Una coppia esplosiva

Tutto il cast se la cava molto bene, Carell da l'ennesima prova del suo enorme talento comico e con pochi gesti ed espressioni riesce a strappare più d'una risata. La Hathaway si conferma molto spigliata e a suo agio nei ruoli brillanti pur civettando quanto basta sia con il suo co - protagonista che con la macchina da presa. Bravi e in forma anche tutti gli altri attori, da Dwayne "the Rock" Johnson che finalmente si tuffa senza patemi nel genere comico (che stia tentando la stessa strada già battuta da Schwarzy?) fino ai piccoli ma simpatici cammei di Bill Murray, nel ruolo di un'agente costretto a rimanere nascosto nei giardini del campidoglio travestito da albero, e di James Cann che interpreta uno stralunato presidente degli Stati Uniti.

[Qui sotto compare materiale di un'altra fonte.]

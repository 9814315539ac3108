//! Scripted debug adapter for integration tests.
#![allow(dead_code)]

use std::collections::{HashMap, HashSet};
use std::sync::atomic::{AtomicUsize, Ordering};
use std::sync::{Arc, Mutex};
use std::time::Duration;

use async_trait::async_trait;
use dap_bridge_core::framing::{encode_frame, FrameDecoder};
use dap_bridge_core::{
    AdapterClient, AdapterConnection, AdapterConnector, BridgeConfig, BridgeError, HandshakeConfig,
    RecoveryConfig, SessionConfig, Transport, TransportConfig,
};
use serde_json::{json, Value};
use tokio::io::{duplex, split, AsyncRead, AsyncReadExt, AsyncWrite, AsyncWriteExt};
use tokio::sync::mpsc;

#[derive(Debug, Clone, Default)]
pub struct FakeBehavior {
    pub supports_terminate: bool,
    /// Emit `stopped` (reason `entry`) on this thread after configurationDone.
    pub stop_on_entry_thread: Option<i64>,
    /// Commands that are recorded but never answered.
    pub silent: HashSet<String>,
    /// Commands answered with `success: false` and this message.
    pub failing: HashMap<String, String>,
    /// Commands that make the adapter drop the connection without answering.
    pub hang_up_on: HashSet<String>,
    pub unverified_lines: Vec<i64>,
}

impl FakeBehavior {
    pub fn silent(mut self, command: &str) -> Self {
        self.silent.insert(command.to_string());
        self
    }

    pub fn failing(mut self, command: &str, message: &str) -> Self {
        self.failing.insert(command.to_string(), message.to_string());
        self
    }

    pub fn hang_up_on(mut self, command: &str) -> Self {
        self.hang_up_on.insert(command.to_string());
        self
    }

    pub fn stop_on_entry(mut self, thread_id: i64) -> Self {
        self.stop_on_entry_thread = Some(thread_id);
        self
    }
}

enum Control {
    Event(String, Value),
    HangUp,
}

#[derive(Clone)]
pub struct FakeHandle {
    control: mpsc::UnboundedSender<Control>,
    requests: Arc<Mutex<Vec<Value>>>,
}

impl FakeHandle {
    pub fn emit(&self, event: &str, body: Value) {
        let _ = self.control.send(Control::Event(event.to_string(), body));
    }

    pub fn hang_up(&self) {
        let _ = self.control.send(Control::HangUp);
    }

    pub fn requests(&self) -> Vec<Value> {
        self.requests.lock().unwrap().clone()
    }

    pub fn commands(&self) -> Vec<String> {
        self.requests()
            .iter()
            .filter_map(|r| r["command"].as_str().map(str::to_string))
            .collect()
    }

    pub fn requests_for(&self, command: &str) -> Vec<Value> {
        self.requests()
            .into_iter()
            .filter(|r| r["command"] == command)
            .collect()
    }
}

/// Run a fake adapter on `stream` until the peer goes away or it hangs up.
pub fn spawn_fake_adapter<S>(stream: S, behavior: FakeBehavior) -> FakeHandle
where
    S: AsyncRead + AsyncWrite + Send + 'static,
{
    let (control_tx, mut control_rx) = mpsc::unbounded_channel();
    let requests = Arc::new(Mutex::new(Vec::new()));
    let handle = FakeHandle {
        control: control_tx,
        requests: requests.clone(),
    };

    tokio::spawn(async move {
        let (mut reader, mut writer) = split(stream);
        let mut decoder = FrameDecoder::new();
        let mut buf = vec![0_u8; 8192];
        let mut out = Outbound { seq: 0 };

        loop {
            tokio::select! {
                read = reader.read(&mut buf) => {
                    let n = match read {
                        Ok(0) | Err(_) => break,
                        Ok(n) => n,
                    };
                    decoder.push(&buf[..n]);
                    for body in decoder.decode().messages {
                        let request: Value = serde_json::from_str(&body).unwrap();
                        requests.lock().unwrap().push(request.clone());
                        let frames = respond(&behavior, &request, &mut out);
                        let Some(frames) = frames else { return };
                        for frame in frames {
                            if writer.write_all(&frame).await.is_err() {
                                return;
                            }
                        }
                        let _ = writer.flush().await;
                    }
                }
                control = control_rx.recv() => match control {
                    Some(Control::Event(name, body)) => {
                        let frame = out.event(&name, body);
                        if writer.write_all(&frame).await.is_err() {
                            break;
                        }
                        let _ = writer.flush().await;
                    }
                    Some(Control::HangUp) | None => break,
                },
            }
        }
    });

    handle
}

struct Outbound {
    seq: i64,
}

impl Outbound {
    fn next(&mut self) -> i64 {
        self.seq += 1;
        self.seq
    }

    fn response(&mut self, request: &Value, body: Value) -> Vec<u8> {
        let message = json!({
            "seq": self.next(),
            "type": "response",
            "request_seq": request["seq"],
            "command": request["command"],
            "success": true,
            "body": body,
        });
        encode_frame(&message.to_string())
    }

    fn failure(&mut self, request: &Value, text: &str) -> Vec<u8> {
        let message = json!({
            "seq": self.next(),
            "type": "response",
            "request_seq": request["seq"],
            "command": request["command"],
            "success": false,
            "message": text,
        });
        encode_frame(&message.to_string())
    }

    fn event(&mut self, name: &str, body: Value) -> Vec<u8> {
        let message = json!({"seq": self.next(), "type": "event", "event": name, "body": body});
        encode_frame(&message.to_string())
    }
}

/// Frames to send back for one request; `None` closes the connection.
fn respond(behavior: &FakeBehavior, request: &Value, out: &mut Outbound) -> Option<Vec<Vec<u8>>> {
    let command = request["command"].as_str().unwrap_or_default();
    let args = &request["arguments"];

    if behavior.hang_up_on.contains(command) {
        return None;
    }
    if behavior.silent.contains(command) {
        return Some(vec![]);
    }
    if let Some(message) = behavior.failing.get(command) {
        return Some(vec![out.failure(request, message)]);
    }

    let thread_id = args["threadId"].as_i64().unwrap_or(1);
    let frames = match command {
        "initialize" => vec![
            out.response(
                request,
                json!({
                    "supportsConfigurationDoneRequest": true,
                    "supportsTerminateRequest": behavior.supports_terminate,
                    "supportsEvaluateForHovers": true,
                }),
            ),
            out.event("initialized", json!({})),
        ],
        "configurationDone" => {
            let mut frames = vec![out.response(request, json!({}))];
            if let Some(thread) = behavior.stop_on_entry_thread {
                frames.push(out.event(
                    "stopped",
                    json!({"reason": "entry", "threadId": thread, "allThreadsStopped": true}),
                ));
            }
            frames
        }
        "setBreakpoints" => {
            let source = args["source"].clone();
            let breakpoints: Vec<Value> = args["breakpoints"]
                .as_array()
                .cloned()
                .unwrap_or_default()
                .iter()
                .enumerate()
                .map(|(i, bp)| {
                    let line = bp["line"].as_i64().unwrap_or_default();
                    json!({
                        "id": i as i64 + 1,
                        "verified": !behavior.unverified_lines.contains(&line),
                        "line": line,
                        "source": source,
                    })
                })
                .collect();
            vec![out.response(request, json!({ "breakpoints": breakpoints }))]
        }
        "threads" => vec![out.response(
            request,
            json!({"threads": [{"id": 1, "name": "MainThread"}, {"id": 2, "name": "worker"}]}),
        )],
        "stackTrace" => vec![out.response(
            request,
            json!({
                "stackFrames": [
                    {"id": 1000, "name": "main", "line": 12, "column": 1, "source": {"path": "/src/app.py"}}
                ],
                "totalFrames": 1
            }),
        )],
        "scopes" => vec![out.response(
            request,
            json!({"scopes": [{"name": "Locals", "variablesReference": 1001, "expensive": false}]}),
        )],
        "variables" => vec![out.response(
            request,
            json!({"variables": [{"name": "x", "value": "42", "type": "int", "variablesReference": 0}]}),
        )],
        "evaluate" => {
            let expression = args["expression"].as_str().unwrap_or_default();
            let result = if expression == "1 + 1" { "2" } else { expression };
            vec![out.response(request, json!({"result": result, "type": "int", "variablesReference": 0}))]
        }
        "continue" => vec![
            out.response(request, json!({"allThreadsContinued": true})),
            out.event("continued", json!({"threadId": thread_id, "allThreadsContinued": true})),
        ],
        "next" | "stepIn" | "stepOut" => vec![
            out.response(request, json!({})),
            out.event("stopped", json!({"reason": "step", "threadId": thread_id})),
        ],
        "pause" => vec![
            out.response(request, json!({})),
            out.event("stopped", json!({"reason": "pause", "threadId": thread_id})),
        ],
        "terminate" => vec![
            out.response(request, json!({})),
            out.event("terminated", json!({})),
        ],
        _ => vec![out.response(request, json!({}))],
    };
    Some(frames)
}

/// Connector that hands out fake adapters over in-memory streams.
pub struct DuplexConnector {
    behavior: Mutex<FakeBehavior>,
    handles: Mutex<Vec<FakeHandle>>,
    connects: AtomicUsize,
    failures_left: AtomicUsize,
}

impl DuplexConnector {
    pub fn new(behavior: FakeBehavior) -> Arc<Self> {
        Arc::new(Self {
            behavior: Mutex::new(behavior),
            handles: Mutex::new(Vec::new()),
            connects: AtomicUsize::new(0),
            failures_left: AtomicUsize::new(0),
        })
    }

    /// Behavior for connections made from now on.
    pub fn set_behavior(&self, behavior: FakeBehavior) {
        *self.behavior.lock().unwrap() = behavior;
    }

    pub fn fail_next_connects(&self, count: usize) {
        self.failures_left.store(count, Ordering::SeqCst);
    }

    pub fn connect_count(&self) -> usize {
        self.connects.load(Ordering::SeqCst)
    }

    pub fn handle(&self, index: usize) -> FakeHandle {
        self.handles.lock().unwrap()[index].clone()
    }

    pub fn last_handle(&self) -> FakeHandle {
        self.handles.lock().unwrap().last().cloned().expect("no adapter connected yet")
    }
}

#[async_trait]
impl AdapterConnector for DuplexConnector {
    async fn connect(
        &self,
        _config: &SessionConfig,
        request_timeout: Duration,
    ) -> dap_bridge_core::Result<AdapterConnection> {
        self.connects.fetch_add(1, Ordering::SeqCst);
        if self
            .failures_left
            .fetch_update(Ordering::SeqCst, Ordering::SeqCst, |n| n.checked_sub(1))
            .is_ok()
        {
            return Err(BridgeError::Connection("connection refused".into()));
        }

        let (local, remote) = duplex(256 * 1024);
        let behavior = self.behavior.lock().unwrap().clone();
        self.handles
            .lock()
            .unwrap()
            .push(spawn_fake_adapter(remote, behavior));

        let (reader, writer) = split(local);
        let (transport, transport_events) = Transport::from_streams(reader, writer);
        let (client, events) = AdapterClient::new(transport, transport_events, request_timeout);
        Ok(AdapterConnection::from_client(client, events))
    }
}

pub fn test_config() -> BridgeConfig {
    BridgeConfig {
        request_timeout: Duration::from_secs(2),
        connect_timeout: Duration::from_secs(2),
        handshake_timeout: Duration::from_secs(2),
        disconnect_timeout: Duration::from_millis(500),
        recovery: RecoveryConfig {
            reconnect_delay: Duration::from_millis(10),
            backoff_base: Duration::from_millis(10),
            backoff_cap: Duration::from_millis(40),
            ..RecoveryConfig::default()
        },
    }
}

pub fn launch_config(session_id: &str) -> SessionConfig {
    SessionConfig::new(
        TransportConfig::spawn("fake-adapter", vec![]),
        HandshakeConfig {
            program: Some("/src/app.py".into()),
            ..HandshakeConfig::default()
        },
    )
    .with_session_id(session_id)
}

/// Wait for a notification with `method`, skipping others.
pub async fn expect_notification(
    rx: &mut mpsc::UnboundedReceiver<dap_bridge_core::Notification>,
    method: &str,
) -> dap_bridge_core::Notification {
    let deadline = tokio::time::Instant::now() + Duration::from_secs(2);
    loop {
        let next = tokio::time::timeout_at(deadline, rx.recv())
            .await
            .unwrap_or_else(|_| panic!("timed out waiting for {method}"))
            .expect("notification channel closed");
        if next.method == method {
            return next;
        }
    }
}

/// Poll `check` until it holds or two seconds pass.
pub async fn eventually<F, Fut>(mut check: F)
where
    F: FnMut() -> Fut,
    Fut: std::future::Future<Output = bool>,
{
    let deadline = tokio::time::Instant::now() + Duration::from_secs(2);
    while tokio::time::Instant::now() < deadline {
        if check().await {
            return;
        }
        tokio::time::sleep(Duration::from_millis(10)).await;
    }
    panic!("condition not reached in time");
}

Agente Smart - Casino totale Agente Smart è una bella commedia, briosa, divertente e mai volgare. Pur rievocando alcuni stereotipi tipici di un cinema che ormai sa di stantio ci sentiamo di consigliarla a tutti quelli che non vogliono arrendersi all’invasione di pellicole horror (spesso di dubbia qualità) che di norma si avventa sui cinema nel periodo estivo. Rimarrete piacevolmente sorpresi.